__The task__
Would you retype exactly the lines from the one containing "Ok(data.claims)" through the last line of the records below, and nothing else?

__Supplied data__

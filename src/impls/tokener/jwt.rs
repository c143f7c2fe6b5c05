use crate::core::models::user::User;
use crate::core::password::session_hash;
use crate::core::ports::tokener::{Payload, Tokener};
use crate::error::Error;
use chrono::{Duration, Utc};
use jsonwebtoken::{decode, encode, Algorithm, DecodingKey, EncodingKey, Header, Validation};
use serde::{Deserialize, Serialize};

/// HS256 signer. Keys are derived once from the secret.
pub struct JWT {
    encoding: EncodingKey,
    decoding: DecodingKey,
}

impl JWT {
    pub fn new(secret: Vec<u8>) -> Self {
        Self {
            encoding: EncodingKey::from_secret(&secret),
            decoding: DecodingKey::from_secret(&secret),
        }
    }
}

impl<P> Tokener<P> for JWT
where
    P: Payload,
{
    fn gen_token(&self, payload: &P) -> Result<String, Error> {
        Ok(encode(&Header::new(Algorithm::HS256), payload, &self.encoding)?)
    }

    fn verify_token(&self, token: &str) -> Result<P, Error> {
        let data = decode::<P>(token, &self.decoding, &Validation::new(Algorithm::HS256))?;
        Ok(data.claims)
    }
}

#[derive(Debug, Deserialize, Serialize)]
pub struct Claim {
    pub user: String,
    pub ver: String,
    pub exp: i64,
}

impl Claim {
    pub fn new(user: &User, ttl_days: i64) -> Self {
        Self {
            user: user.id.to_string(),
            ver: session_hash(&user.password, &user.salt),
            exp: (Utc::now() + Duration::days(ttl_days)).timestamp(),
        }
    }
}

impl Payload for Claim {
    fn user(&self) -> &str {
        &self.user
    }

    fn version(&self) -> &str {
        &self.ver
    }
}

__Task result__
        Ok(data.claims)
    }
}

#[derive(Debug, Deserialize, Serialize)]
pub struct Claim {
    pub user: String,
    pub ver: String,
    pub exp: i64,
}

impl Claim {
    pub fn new(user: &User, ttl_days: i64) -> Self {
        Self {
            user: user.id.to_string(),
            ver: session_hash(&user.password, &user.salt),
            exp: (Utc::now() + Duration::days(ttl_days)).timestamp(),
        }
    }
}

impl Payload for Claim {
    fn user(&self) -> &str {
        &self.user
    }

    fn version(&self) -> &str {
        &self.ver
    }
}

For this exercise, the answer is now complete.